|By Marketwired .||
|May 12, 2014 10:34 AM EDT||
OTTAWA, ONTARIO -- (Marketwired) -- 05/12/14 -- Today, Physical and Health Education Canada (PHE Canada) released two reports that highlight a wide gap between Canadians' expectations of teachers and the preparation and education that new teachers receive when it comes to student mental health and resiliency.
The first report, "Mental Health Education in Canada: An Analysis of Teacher Education and Provincial/Territorial Curricula" is an analysis of teacher pre-service mental health courses in Canada, a review of provincial and territorial curricula on mental health, and findings of focus groups with teachers, principals, parents, and youth on mental health education. This report is accompanied by findings of a national survey of Canadians entitled, "The Responsibility to Promote Resiliency: Public Perspectives on Mental Health Education and the Canadian School System."

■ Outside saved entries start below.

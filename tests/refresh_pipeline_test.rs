use chrono::Duration;
use std::sync::Arc;
use top10_catalog::domain::{ContentType, SourceOutcome};
use top10_catalog::error::SourceError;
use top10_catalog::pipeline::{RefreshOrchestrator, SourcePlan, StalenessGate};
use top10_catalog::port::{MediaStore, PAGE_DELAY, SourceAdapter};
use top10_catalog::service::QueryService;
use top10_catalog::test_support::{FakeSource, movie, seeded_store, series};

fn query_service(store: Arc<dyn MediaStore>, sources: Vec<SourcePlan>) -> QueryService {
    let gate = StalenessGate::new(Arc::clone(&store), Duration::hours(48));
    let orchestrator = Arc::new(RefreshOrchestrator::new(gate, Arc::clone(&store), sources));
    QueryService::new(orchestrator, store)
}

#[tokio::test]
async fn first_query_on_empty_store_refreshes() {
    let store = seeded_store(vec![]).await;
    let movies = Arc::new(FakeSource::records(
        "top10",
        vec![movie("tt1", "One"), movie("tt2", "Two"), movie("tt3", "Three")],
    ));
    let shows = Arc::new(FakeSource::records("top10", vec![series("tt4", "Four")]));
    let service = query_service(
        store.clone(),
        vec![
            SourcePlan::primary(shows, "https://top10.example/tv", ContentType::Series),
            SourcePlan::primary(movies, "https://top10.example", ContentType::Movie),
        ],
    );

    let results = service.query(ContentType::Movie, None, None).await;

    assert_eq!(results.len(), 3);
    assert!(results.iter().all(|r| r.content_type == ContentType::Movie));
    assert!(results.iter().all(|r| r.created_at.is_some()));
    assert_eq!(store.count().await.unwrap(), 4);
}

#[tokio::test]
async fn second_query_within_window_reuses_store() {
    let store = seeded_store(vec![]).await;
    let source = Arc::new(FakeSource::records("top10", vec![movie("tt1", "One")]));
    let service = query_service(
        store,
        vec![SourcePlan::primary(source.clone(), "u", ContentType::Movie)],
    );

    service.query(ContentType::Movie, None, None).await;
    service.query(ContentType::Movie, None, None).await;

    assert_eq!(source.calls(), 1);
}

#[tokio::test]
async fn concurrent_stale_queries_run_one_scrape_cycle() {
    let store = seeded_store(vec![]).await;
    let source = Arc::new(
        FakeSource::records("top10", vec![movie("tt1", "One"), movie("tt2", "Two")])
            .with_delay(std::time::Duration::from_millis(100)),
    );
    let service = Arc::new(query_service(
        store,
        vec![SourcePlan::primary(source.clone(), "u", ContentType::Movie)],
    ));

    let handles: Vec<_> = (0..4)
        .map(|_| {
            let service = Arc::clone(&service);
            tokio::spawn(async move { service.query(ContentType::Movie, None, None).await })
        })
        .collect();
    for handle in handles {
        assert_eq!(handle.await.unwrap().len(), 2);
    }

    assert_eq!(source.calls(), 1);
    assert_eq!(service.orchestrator().coordinator().generation(), 1);
}

#[tokio::test]
async fn all_sources_failing_keeps_stale_catalog_served() {
    let stale = chrono::Utc::now() - Duration::hours(49);
    let store = seeded_store(vec![movie("tt1", "Old but gold").stamped(stale)]).await;
    let failing = Arc::new(FakeSource::new(
        "top10",
        SourceOutcome::Failed(SourceError::Status {
            url: "u".into(),
            status: 503,
        }),
    ));
    let service = query_service(
        store,
        vec![SourcePlan::primary(failing.clone(), "u", ContentType::Movie)],
    );

    let results = service.query(ContentType::Movie, None, None).await;

    assert_eq!(results.len(), 1);
    assert_eq!(results[0].name, "Old but gold");
    assert_eq!(failing.calls(), 1);
}

#[tokio::test(start_paused = true)]
async fn multi_page_fetch_waits_between_pages() {
    let source = FakeSource::records("genre", vec![movie("netflix_a", "A")]);
    let urls: Vec<String> = (1..=3).map(|i| format!("https://genre.example/{i}")).collect();

    let started = tokio::time::Instant::now();
    let outcome = source.fetch_all(&urls, ContentType::Movie).await;

    let waited = started.elapsed();
    assert!(waited >= PAGE_DELAY * 2, "waited {waited:?}");
    assert!(waited < PAGE_DELAY * 3, "waited {waited:?}");
    assert_eq!(source.visited(), urls);
    // The same title on every page collapses to one record.
    assert_eq!(outcome.len(), 1);
}

#[tokio::test(start_paused = true)]
async fn single_page_fetch_does_not_wait() {
    let source = FakeSource::empty("genre");

    let started = tokio::time::Instant::now();
    let outcome = source
        .fetch_all(&["https://genre.example/1".to_string()], ContentType::Movie)
        .await;

    assert!(started.elapsed() < PAGE_DELAY);
    assert_eq!(outcome, SourceOutcome::Empty);
}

"We are incredibly fortunate to have such high quality teachers and schools in Canada," said Chris Jones, Executive Director and CEO of Physical and Health Education Canada. "Canadians look to teachers to provide support for those students who may be struggling with a mental health issue. But as this research indicates, teachers need to be equipped with mental health and wellness education during their early academic and in-service preparation so they are ready to better assist our children in the classroom."
With one in five youth under the age of 18 suffering from at least one mental health issue, a teacher can expect to have at least four students in need of extra mental health supports in their classroom each year. But research released today shows that teachers receive little education on how to best support these students while also promoting the positive mental health of their classmates.
Mental Health in the Classroom
According to the findings of "Mental Health Education in Canada: An Analysis of Teacher Education and Provincial/Territorial Curricula", teacher education programs in the country provide little by way of teacher introduction to positive mental health education or resiliency development for either themselves or students.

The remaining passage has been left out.